Segment Start: SUPPLIED MATERIAL

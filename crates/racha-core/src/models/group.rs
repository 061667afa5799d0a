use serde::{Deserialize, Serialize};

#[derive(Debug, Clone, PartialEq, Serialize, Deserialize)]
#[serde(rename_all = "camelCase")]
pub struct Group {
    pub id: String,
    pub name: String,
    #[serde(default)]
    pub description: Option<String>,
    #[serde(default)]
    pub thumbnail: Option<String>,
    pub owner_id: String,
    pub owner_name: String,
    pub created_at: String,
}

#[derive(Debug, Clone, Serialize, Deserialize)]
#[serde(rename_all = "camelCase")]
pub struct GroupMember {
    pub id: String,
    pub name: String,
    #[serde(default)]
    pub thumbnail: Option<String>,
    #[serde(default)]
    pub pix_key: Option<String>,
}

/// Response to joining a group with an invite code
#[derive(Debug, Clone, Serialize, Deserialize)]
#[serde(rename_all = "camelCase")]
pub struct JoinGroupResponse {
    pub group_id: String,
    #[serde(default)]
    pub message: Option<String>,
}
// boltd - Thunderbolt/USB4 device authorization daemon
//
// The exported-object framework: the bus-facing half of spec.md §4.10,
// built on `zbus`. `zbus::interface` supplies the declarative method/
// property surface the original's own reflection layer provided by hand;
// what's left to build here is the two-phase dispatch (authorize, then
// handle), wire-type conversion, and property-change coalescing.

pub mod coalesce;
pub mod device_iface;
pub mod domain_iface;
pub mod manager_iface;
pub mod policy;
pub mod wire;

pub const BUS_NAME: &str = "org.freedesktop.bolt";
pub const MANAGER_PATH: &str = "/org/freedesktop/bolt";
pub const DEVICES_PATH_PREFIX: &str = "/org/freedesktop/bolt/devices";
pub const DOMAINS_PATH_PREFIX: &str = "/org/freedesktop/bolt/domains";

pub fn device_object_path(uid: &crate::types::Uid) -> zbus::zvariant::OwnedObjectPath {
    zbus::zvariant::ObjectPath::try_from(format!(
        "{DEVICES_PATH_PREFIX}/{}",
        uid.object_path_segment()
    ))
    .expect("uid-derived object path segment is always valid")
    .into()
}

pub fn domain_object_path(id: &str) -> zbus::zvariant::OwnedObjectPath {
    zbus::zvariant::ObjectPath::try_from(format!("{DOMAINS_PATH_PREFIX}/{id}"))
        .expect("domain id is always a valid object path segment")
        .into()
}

Segment End: SUPPLIED MATERIAL

== PROBLEM REQUIREMENTS ==
Each record must be transcribed exactly, with nothing left out.

== RESPONSE FOR THIS EXERCISE ==
filename crates/racha-core/src/models/group.rs
repository 061667afa5799d0a
use serde::{Deserialize, Serialize};

#[derive(Debug, Clone, PartialEq, Serialize, Deserialize)]
#[serde(rename_all = "camelCase")]
pub struct Group {
    pub id: String,
    pub name: String,
    #[serde(default)]
    pub description: Option<String>,
    #[serde(default)]
    pub thumbnail: Option<String>,
    pub owner_id: String,
    pub owner_name: String,
    pub created_at: String,
}

#[derive(Debug, Clone, Serialize, Deserialize)]
#[serde(rename_all = "camelCase")]
pub struct GroupMember {
    pub id: String,
    pub name: String,
    #[serde(default)]
    pub thumbnail: Option<String>,
    #[serde(default)]
    pub pix_key: Option<String>,
}

/// Response to joining a group with an invite code
#[derive(Debug, Clone, Serialize, Deserialize)]
#[serde(rename_all = "camelCase")]
pub struct JoinGroupResponse {
    pub group_id: String,
    #[serde(default)]
    pub message: Option<String>,
}
// boltd - Thunderbolt/USB4 device authorization daemon
//
// The exported-object framework: the bus-facing half of spec.md §4.10,
// built on `zbus`. `zbus::interface` supplies the declarative method/
// property surface the original's own reflection layer provided by hand;
// what's left to build here is the two-phase dispatch (authorize, then
// handle), wire-type conversion, and property-change coalescing.

pub mod coalesce;
pub mod device_iface;
pub mod domain_iface;
pub mod manager_iface;
pub mod policy;
pub mod wire;

pub const BUS_NAME: &str = "org.freedesktop.bolt";
pub const MANAGER_PATH: &str = "/org/freedesktop/bolt";
pub const DEVICES_PATH_PREFIX: &str = "/org/freedesktop/bolt/devices";
pub const DOMAINS_PATH_PREFIX: &str = "/org/freedesktop/bolt/domains";

pub fn device_object_path(uid: &crate::types::Uid) -> zbus::zvariant::OwnedObjectPath {
    zbus::zvariant::ObjectPath::try_from(format!(
        "{DEVICES_PATH_PREFIX}/{}",
        uid.object_path_segment()
    ))
    .expect("uid-derived object path segment is always valid")
    .into()
}

pub fn domain_object_path(id: &str) -> zbus::zvariant::OwnedObjectPath {
    zbus::zvariant::ObjectPath::try_from(format!("{DOMAINS_PATH_PREFIX}/{id}"))
        .expect("domain id is always a valid object path segment")
        .into()
}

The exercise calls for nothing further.